When I said chronic disease, I meant diabetic, heart disease, depression patients, my regular follow ups who will already have waited weeks to see me specifically. The home visits were unavoidable, elderly patients in bed with chest infection (or similar). I wouldnt have gone to say a cancer patient having chemo, and frankly find the implications that I would insulting.

And maybe you lot here would be understanding, but trust me the majority of patients are not. When one of our partners' parent died suddenly, we had more complaints than condolences. And when the receptionists explained we only had 1/2 doctors in that day and why and could it possibly wait at least until tomorrow (while we desperately tried to find locum cover at astronomical cost), the vast majority again said no.

So for those who find my attitude annoying and pissy, and dont want me as their doctor, well I am sure I wouldnt want you as a patient either.

After a day of not doing much and a very very bored 6yr old DD, I am feeling a bit better, and will hopefully be back to work on monday with annoying anyone too much Hmm

OP posts:
cricketpitch · 06/12/2014 23:17

OP - I agree some people were insulting to assume that you were putting patients "at risk" - but not all. Many said that they wouldn't comment for professional reasons - not because they didn't see doctors as people or felt intimidated.

I agree about having a responsibility to work and people don't understand the pressure when you are the front line. ( I am self-employed so it is me or no-one).

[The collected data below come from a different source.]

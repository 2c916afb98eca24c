//! Draw histories for tests and demos.

use chrono::{Days, NaiveDate};
use rand::SeedableRng;
use rand::rngs::StdRng;

use lottostats_db::models::{DrawHistory, DrawResult, GameSchema};

use crate::quick_pick::random_pick;

fn base_date() -> NaiveDate {
    NaiveDate::from_ymd_opt(2024, 1, 1).expect("valid fixture date")
}

/// A draw dated `day` days after 2024-01-01.
pub fn draw_on(day: u64, numbers: &[u8], bonus: Option<u8>) -> DrawResult {
    let date = base_date() + Days::new(day);
    DrawResult::new(date, numbers.to_vec(), bonus)
}

/// Panics on duplicate dates; fixtures are expected to be well formed.
pub fn history_from(draws: Vec<DrawResult>) -> DrawHistory {
    DrawHistory::new(draws).expect("fixture draws must have unique dates")
}

/// `n` draws of consecutive runs that sweep the main pool, one per day.
pub fn make_test_history(schema: &GameSchema, n: usize) -> DrawHistory {
    let max = schema.main_max as usize;
    let draws = (0..n)
        .map(|i| {
            let start = (i * schema.main_count) % max;
            let numbers: Vec<u8> = (0..schema.main_count)
                .map(|j| ((start + j) % max + 1) as u8)
                .collect();
            let bonus = schema
                .has_bonus()
                .then(|| (i % schema.bonus_max as usize + 1) as u8);
            draw_on(i as u64, &numbers, bonus)
        })
        .collect();
    history_from(draws)
}

/// `n` uniformly random draws, reproducible from `seed`.
pub fn make_random_history(schema: &GameSchema, n: usize, seed: u64) -> DrawHistory {
    let mut rng = StdRng::seed_from_u64(seed);
    let draws = (0..n)
        .map(|i| {
            let pick = random_pick(schema, &mut rng);
            draw_on(i as u64, &pick.numbers, pick.bonus)
        })
        .collect();
    history_from(draws)
}
//! Submit-gated form for creating a todo.
//!
//! # Design
//! Keystrokes only validate once the text is longer than the threshold;
//! blur and submit validate unconditionally. Submit clears the draft as soon
//! as the length gate passes, before the save resolves, and then validates
//! the title that was submitted. A failed save is reported and logged, never
//! returned as an error. Blur after a submit re-checks the field as it is
//! now, which is empty after a save.

use std::sync::Arc;

use tracing::warn;

use crate::config::ClientConfig;
use crate::diagnostics::DiagnosticSink;
use crate::store::TodoStore;
use crate::types::{DraftTodo, TodoItem};
use crate::validator::InputValidator;

/// What a call to `submit` ended up doing.
#[derive(Debug, Clone, PartialEq, Eq)]
pub enum SubmitOutcome {
    /// The store saved the draft.
    Saved(TodoItem),
    /// The title was too short; nothing was sent.
    Rejected,
    /// The save was attempted and failed. The failure went to the sink.
    Failed,
}

pub struct TodoFormController {
    draft: DraftTodo,
    validator: InputValidator,
    store: TodoStore,
    sink: Arc<dyn DiagnosticSink>,
}

impl TodoFormController {
    /// Bind a form to `store`, reporting failures to the store's sink.
    pub fn new(store: TodoStore, config: &ClientConfig) -> Self {
        let sink = Arc::clone(store.sink());
        Self::with_sink(store, config, sink)
    }

    pub fn with_sink(store: TodoStore, config: &ClientConfig, sink: Arc<dyn DiagnosticSink>) -> Self {
        Self {
            draft: DraftTodo::default(),
            validator: InputValidator::with_threshold(config.min_title_len),
            store,
            sink,
        }
    }

    pub fn draft(&self) -> &DraftTodo {
        &self.draft
    }

    pub fn warning(&self) -> bool {
        self.validator.warning()
    }

    pub fn validator(&self) -> &InputValidator {
        &self.validator
    }

    pub fn store(&self) -> &TodoStore {
        &self.store
    }

    pub fn on_input(&mut self, text: &str) {
        self.draft.title = text.to_string();
        self.validator.set_value(text);
        if self.validator.accepts(text) {
            self.validator.validate(text);
        }
    }

    pub fn on_toggle_status(&mut self) {
        self.draft.status = !self.draft.status;
    }

    pub fn on_blur(&mut self) {
        self.validator.on_blur();
    }

    pub fn reset_warning(&mut self) {
        self.validator.reset();
    }

    pub async fn submit(&mut self) -> SubmitOutcome {
        let title = self.draft.title.clone();

        let outcome = if self.validator.accepts(&title) {
            let draft = std::mem::take(&mut self.draft);
            match self.store.save_todo(&draft).await {
                Ok(todo) => SubmitOutcome::Saved(todo),
                Err(err) => {
                    warn!(title = %draft.title, error = %err, "submit failed");
                    self.sink.report(&err);
                    SubmitOutcome::Failed
                }
            }
        } else {
            SubmitOutcome::Rejected
        };

        self.validator.validate(&title);
        self.validator.set_value(&self.draft.title);
        outcome
    }
}

impl std::fmt::Debug for TodoFormController {
    fn fmt(&self, f: &mut std::fmt::Formatter<'_>) -> std::fmt::Result {
        f.debug_struct("TodoFormController")
            .field("draft", &self.draft)
            .field("validator", &self.validator)
            .finish_non_exhaustive()
    }
}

Would you comment on your hairdresser's weight loss, (if he/she didn't mention it first)? Or the headdmaster's' new haircut? Some things feel too personal in a professional relationship - that's all.

Hope you feel better soon

expatinscotland · 06/12/2014 23:32

I am understanding, I have close friends who are HCPs - nurses, aux nurse, midwives, GPs, consultants, professors. All people.

As long as no one who was immuno-compromised was present (and again, i know from experience my child, had she lived, would not have seen a GP until after she had had all her jabs again and been 2 years post-transplant and even then, the first port of call was the onco unit and her consultant for 5 years), I still would have asked. But I am also foreign and known to be more forward than some here.

millymae · 07/12/2014 00:43

I hope you are feeling better too, but I think deep down you know that you shouldn't have been working, and especially in a job that needs you to be totally on the ball at all times and where you could be coming into contact with those for whom an infection could result in serious consequences.

I totally understand the reasons why you chose to work when you were obviously unwell but I think you were misguided to do so - none of us are indispensable even medics.

Had I walked into your consulting room I am sorry to say that my overriding thought would have been what a daft bat you were to be working in that state. That said I am not altogether Mrs Nasty and depending on how the consultation had gone I would have probably made a sympathetic comment or two.

As a matter of interest what advice about work would you give a patient who was suffering with the same symptoms as you?. If it would be to take a couple of days off then you should do the same. Your own health and wellbeing is no less important than theirs.

expatinscotland · 07/12/2014 00:49

I'm sure you'd not have seen anyone immuno-compromised, again because I know what the protocol would have been had my daughter lived. And her own GPs were incredible, she would have been in very great chance of death of sepsis the weekend she was diagnosed (very rural area) had her GP not insisted on sending her to paed hospital.

But it is pathetic a person has to work like this when she is ill.